Assignment
Scan the records for the string "impl" and copy every line that holds it.

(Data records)
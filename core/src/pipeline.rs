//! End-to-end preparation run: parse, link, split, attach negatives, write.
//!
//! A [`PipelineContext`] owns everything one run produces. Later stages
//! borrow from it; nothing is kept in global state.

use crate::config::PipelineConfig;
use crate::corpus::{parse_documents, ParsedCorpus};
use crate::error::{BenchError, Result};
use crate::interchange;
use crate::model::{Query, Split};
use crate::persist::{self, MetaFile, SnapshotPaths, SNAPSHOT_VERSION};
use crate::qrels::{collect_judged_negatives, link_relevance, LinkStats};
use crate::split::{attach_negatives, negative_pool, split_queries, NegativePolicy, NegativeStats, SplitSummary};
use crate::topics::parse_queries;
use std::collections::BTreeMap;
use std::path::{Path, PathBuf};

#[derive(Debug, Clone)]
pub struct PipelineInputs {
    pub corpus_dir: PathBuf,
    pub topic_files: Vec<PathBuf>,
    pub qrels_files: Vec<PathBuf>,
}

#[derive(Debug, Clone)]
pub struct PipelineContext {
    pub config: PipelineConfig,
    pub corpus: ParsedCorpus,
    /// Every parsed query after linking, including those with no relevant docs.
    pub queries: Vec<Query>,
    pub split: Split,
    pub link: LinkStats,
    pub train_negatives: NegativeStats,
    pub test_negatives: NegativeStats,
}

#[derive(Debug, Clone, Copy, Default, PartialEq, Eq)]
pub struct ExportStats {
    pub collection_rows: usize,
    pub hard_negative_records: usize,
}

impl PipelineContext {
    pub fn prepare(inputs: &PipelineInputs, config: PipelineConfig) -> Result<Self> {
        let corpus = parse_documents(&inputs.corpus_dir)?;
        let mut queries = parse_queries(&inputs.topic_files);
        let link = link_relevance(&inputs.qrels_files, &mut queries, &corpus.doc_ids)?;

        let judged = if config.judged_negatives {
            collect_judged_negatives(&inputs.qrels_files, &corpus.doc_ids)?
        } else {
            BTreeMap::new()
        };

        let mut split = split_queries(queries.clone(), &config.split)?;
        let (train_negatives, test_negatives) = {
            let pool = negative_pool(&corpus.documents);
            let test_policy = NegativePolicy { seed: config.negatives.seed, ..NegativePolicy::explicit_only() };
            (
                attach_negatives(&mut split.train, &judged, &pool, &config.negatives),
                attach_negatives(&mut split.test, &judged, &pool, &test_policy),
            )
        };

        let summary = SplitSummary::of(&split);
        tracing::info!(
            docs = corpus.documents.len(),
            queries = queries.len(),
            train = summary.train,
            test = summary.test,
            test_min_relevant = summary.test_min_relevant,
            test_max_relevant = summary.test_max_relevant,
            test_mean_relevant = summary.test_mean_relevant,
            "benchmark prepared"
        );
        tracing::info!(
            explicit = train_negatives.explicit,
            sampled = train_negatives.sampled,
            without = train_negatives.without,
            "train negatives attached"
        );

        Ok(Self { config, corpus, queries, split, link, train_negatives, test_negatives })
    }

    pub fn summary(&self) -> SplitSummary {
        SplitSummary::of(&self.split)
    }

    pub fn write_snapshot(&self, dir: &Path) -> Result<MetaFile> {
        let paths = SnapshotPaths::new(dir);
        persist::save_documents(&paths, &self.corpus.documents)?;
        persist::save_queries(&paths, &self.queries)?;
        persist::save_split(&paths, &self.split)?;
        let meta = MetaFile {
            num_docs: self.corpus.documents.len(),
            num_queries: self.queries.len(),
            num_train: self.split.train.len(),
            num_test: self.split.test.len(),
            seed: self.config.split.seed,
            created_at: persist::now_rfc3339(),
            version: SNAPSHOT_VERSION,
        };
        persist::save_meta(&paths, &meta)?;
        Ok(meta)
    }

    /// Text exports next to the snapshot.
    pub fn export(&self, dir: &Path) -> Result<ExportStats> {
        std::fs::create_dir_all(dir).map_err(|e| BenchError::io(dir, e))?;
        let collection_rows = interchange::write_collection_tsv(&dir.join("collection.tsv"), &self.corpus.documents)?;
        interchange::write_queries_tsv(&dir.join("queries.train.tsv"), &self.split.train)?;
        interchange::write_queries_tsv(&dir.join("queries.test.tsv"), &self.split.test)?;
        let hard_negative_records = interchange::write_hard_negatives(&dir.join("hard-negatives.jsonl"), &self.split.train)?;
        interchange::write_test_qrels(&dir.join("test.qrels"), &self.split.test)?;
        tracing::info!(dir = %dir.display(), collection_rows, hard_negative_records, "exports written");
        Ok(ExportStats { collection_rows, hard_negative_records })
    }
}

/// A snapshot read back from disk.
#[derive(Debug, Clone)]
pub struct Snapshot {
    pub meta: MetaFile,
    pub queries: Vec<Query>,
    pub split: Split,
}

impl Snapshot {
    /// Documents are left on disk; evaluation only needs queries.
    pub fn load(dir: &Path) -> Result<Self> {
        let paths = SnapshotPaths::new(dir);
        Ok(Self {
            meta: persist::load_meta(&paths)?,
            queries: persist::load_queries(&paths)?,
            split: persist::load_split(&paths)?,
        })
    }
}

Reply
impl PipelineContext {
impl Snapshot {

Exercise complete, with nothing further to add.